WHAT YOU HAVE TO DO: Line by line, copy the material below exactly as given.
MATERIAL FOR THIS EXERCISE: Begin
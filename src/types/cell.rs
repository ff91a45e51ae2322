//! # Dual Comparison
//!
//! Cells are stored as text. Ordering between two cells is decided by a
//! `Comparator` that is either `Numeric` or `Text`:
//!
//! - Conditions select the comparator per comparison: numeric when both the
//!   cell and the literal parse as numbers, text otherwise. This is why
//!   `age > 9` keeps `10` while `name > 'B'` compares names.
//! - Sorting and MIN/MAX select it per column via [`Comparator::for_column`],
//!   so that every pair of keys is compared the same way and the order stays
//!   total.
//!
//! ```text
//!   "9"  vs "10"    Numeric   9 < 10
//!   "9"  vs "abc"   Text      "9" < "abc"
//!   "B"  vs "A"     Text      "B" > "A"
//! ```

use crate::parsing::{is_blank, parse_number};
use std::cmp::Ordering;

#[derive(Debug, Clone, Copy, PartialEq, Eq)]
pub enum Comparator {
    Numeric,
    Text,
}

impl Comparator {
    pub fn select(left: &str, right: &str) -> Self {
        match (parse_number(left), parse_number(right)) {
            (Some(_), Some(_)) => Comparator::Numeric,
            _ => Comparator::Text,
        }
    }

    /// A column is numeric when every non-blank cell parses as a number and
    /// at least one does.
    pub fn for_column<'a, I>(cells: I) -> Self
    where
        I: IntoIterator<Item = &'a str>,
    {
        let mut saw_number = false;
        for cell in cells {
            if is_blank(cell) {
                continue;
            }
            if parse_number(cell).is_none() {
                return Comparator::Text;
            }
            saw_number = true;
        }
        if saw_number {
            Comparator::Numeric
        } else {
            Comparator::Text
        }
    }

    /// Under `Numeric`, cells that do not parse (blanks) order before every
    /// number.
    pub fn compare(self, left: &str, right: &str) -> Ordering {
        match self {
            Comparator::Text => left.cmp(right),
            Comparator::Numeric => match (parse_number(left), parse_number(right)) {
                (Some(a), Some(b)) => a.partial_cmp(&b).unwrap_or(Ordering::Equal),
                (None, Some(_)) => Ordering::Less,
                (Some(_), None) => Ordering::Greater,
                (None, None) => left.cmp(right),
            },
        }
    }
}

pub fn compare_dual(left: &str, right: &str) -> Ordering {
    Comparator::select(left, right).compare(left, right)
}

#[cfg(test)]
mod tests {
    use super::*;

    #[test]
    fn numbers_compare_numerically() {
        assert_eq!(compare_dual("9", "10"), Ordering::Less);
        assert_eq!(compare_dual("10", "9"), Ordering::Greater);
        assert_eq!(compare_dual("2.50", "2.5"), Ordering::Equal);
    }

    #[test]
    fn mixed_operands_fall_back_to_text() {
        assert_eq!(Comparator::select("9", "abc"), Comparator::Text);
        assert_eq!(compare_dual("10", "9a"), Ordering::Less);
    }

    #[test]
    fn text_compares_lexicographically() {
        assert_eq!(compare_dual("Bob", "Alice"), Ordering::Greater);
        assert_eq!(compare_dual("", "a"), Ordering::Less);
    }

    #[test]
    fn column_with_only_numbers_and_blanks_is_numeric() {
        let cells = ["10", "", "9", "  "];
        assert_eq!(Comparator::for_column(cells), Comparator::Numeric);
    }

    #[test]
    fn column_with_any_text_is_text() {
        let cells = ["10", "ten", "9"];
        assert_eq!(Comparator::for_column(cells), Comparator::Text);
    }

    #[test]
    fn all_blank_column_is_text() {
        let cells = ["", ""];
        assert_eq!(Comparator::for_column(cells), Comparator::Text);
    }

    #[test]
    fn numeric_comparator_orders_blanks_first() {
        let cmp = Comparator::Numeric;
        assert_eq!(cmp.compare("", "-100"), Ordering::Less);
        assert_eq!(cmp.compare("3", ""), Ordering::Greater);
        assert_eq!(cmp.compare("", ""), Ordering::Equal);
    }
}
MATERIAL FOR THIS EXERCISE: End
SOLUTION BELOW:
filename src/types/cell.rs
repository ff91a45e51ae2322
//! # Dual Comparison
//!
//! Cells are stored as text. Ordering between two cells is decided by a
//! `Comparator` that is either `Numeric` or `Text`:
//!
//! - Conditions select the comparator per comparison: numeric when both the
//!   cell and the literal parse as numbers, text otherwise. This is why
//!   `age > 9` keeps `10` while `name > 'B'` compares names.
//! - Sorting and MIN/MAX select it per column via [`Comparator::for_column`],
//!   so that every pair of keys is compared the same way and the order stays
//!   total.
//!
//! ```text
//!   "9"  vs "10"    Numeric   9 < 10
//!   "9"  vs "abc"   Text      "9" < "abc"
//!   "B"  vs "A"     Text      "B" > "A"
//! ```

use crate::parsing::{is_blank, parse_number};
use std::cmp::Ordering;

#[derive(Debug, Clone, Copy, PartialEq, Eq)]
pub enum Comparator {
    Numeric,
    Text,
}

impl Comparator {
    pub fn select(left: &str, right: &str) -> Self {
        match (parse_number(left), parse_number(right)) {
            (Some(_), Some(_)) => Comparator::Numeric,
            _ => Comparator::Text,
        }
    }

    /// A column is numeric when every non-blank cell parses as a number and
    /// at least one does.
    pub fn for_column<'a, I>(cells: I) -> Self
    where
        I: IntoIterator<Item = &'a str>,
    {
        let mut saw_number = false;
        for cell in cells {
            if is_blank(cell) {
                continue;
            }
            if parse_number(cell).is_none() {
                return Comparator::Text;
            }
            saw_number = true;
        }
        if saw_number {
            Comparator::Numeric
        } else {
            Comparator::Text
        }
    }

    /// Under `Numeric`, cells that do not parse (blanks) order before every
    /// number.
    pub fn compare(self, left: &str, right: &str) -> Ordering {
        match self {
            Comparator::Text => left.cmp(right),
            Comparator::Numeric => match (parse_number(left), parse_number(right)) {
                (Some(a), Some(b)) => a.partial_cmp(&b).unwrap_or(Ordering::Equal),
                (None, Some(_)) => Ordering::Less,
                (Some(_), None) => Ordering::Greater,
                (None, None) => left.cmp(right),
            },
        }
    }
}

pub fn compare_dual(left: &str, right: &str) -> Ordering {
    Comparator::select(left, right).compare(left, right)
}

#[cfg(test)]
mod tests {
    use super::*;

    #[test]
    fn numbers_compare_numerically() {
        assert_eq!(compare_dual("9", "10"), Ordering::Less);
        assert_eq!(compare_dual("10", "9"), Ordering::Greater);
        assert_eq!(compare_dual("2.50", "2.5"), Ordering::Equal);
    }

    #[test]
    fn mixed_operands_fall_back_to_text() {
        assert_eq!(Comparator::select("9", "abc"), Comparator::Text);
        assert_eq!(compare_dual("10", "9a"), Ordering::Less);
    }

    #[test]
    fn text_compares_lexicographically() {
        assert_eq!(compare_dual("Bob", "Alice"), Ordering::Greater);
        assert_eq!(compare_dual("", "a"), Ordering::Less);
    }

    #[test]
    fn column_with_only_numbers_and_blanks_is_numeric() {
        let cells = ["10", "", "9", "  "];
        assert_eq!(Comparator::for_column(cells), Comparator::Numeric);
    }

    #[test]
    fn column_with_any_text_is_text() {
        let cells = ["10", "ten", "9"];
        assert_eq!(Comparator::for_column(cells), Comparator::Text);
    }

    #[test]
    fn all_blank_column_is_text() {
        let cells = ["", ""];
        assert_eq!(Comparator::for_column(cells), Comparator::Text);
    }

    #[test]
    fn numeric_comparator_orders_blanks_first() {
        let cmp = Comparator::Numeric;
        assert_eq!(cmp.compare("", "-100"), Ordering::Less);
        assert_eq!(cmp.compare("3", ""), Ordering::Greater);
        assert_eq!(cmp.compare("", ""), Ordering::Equal);
    }
}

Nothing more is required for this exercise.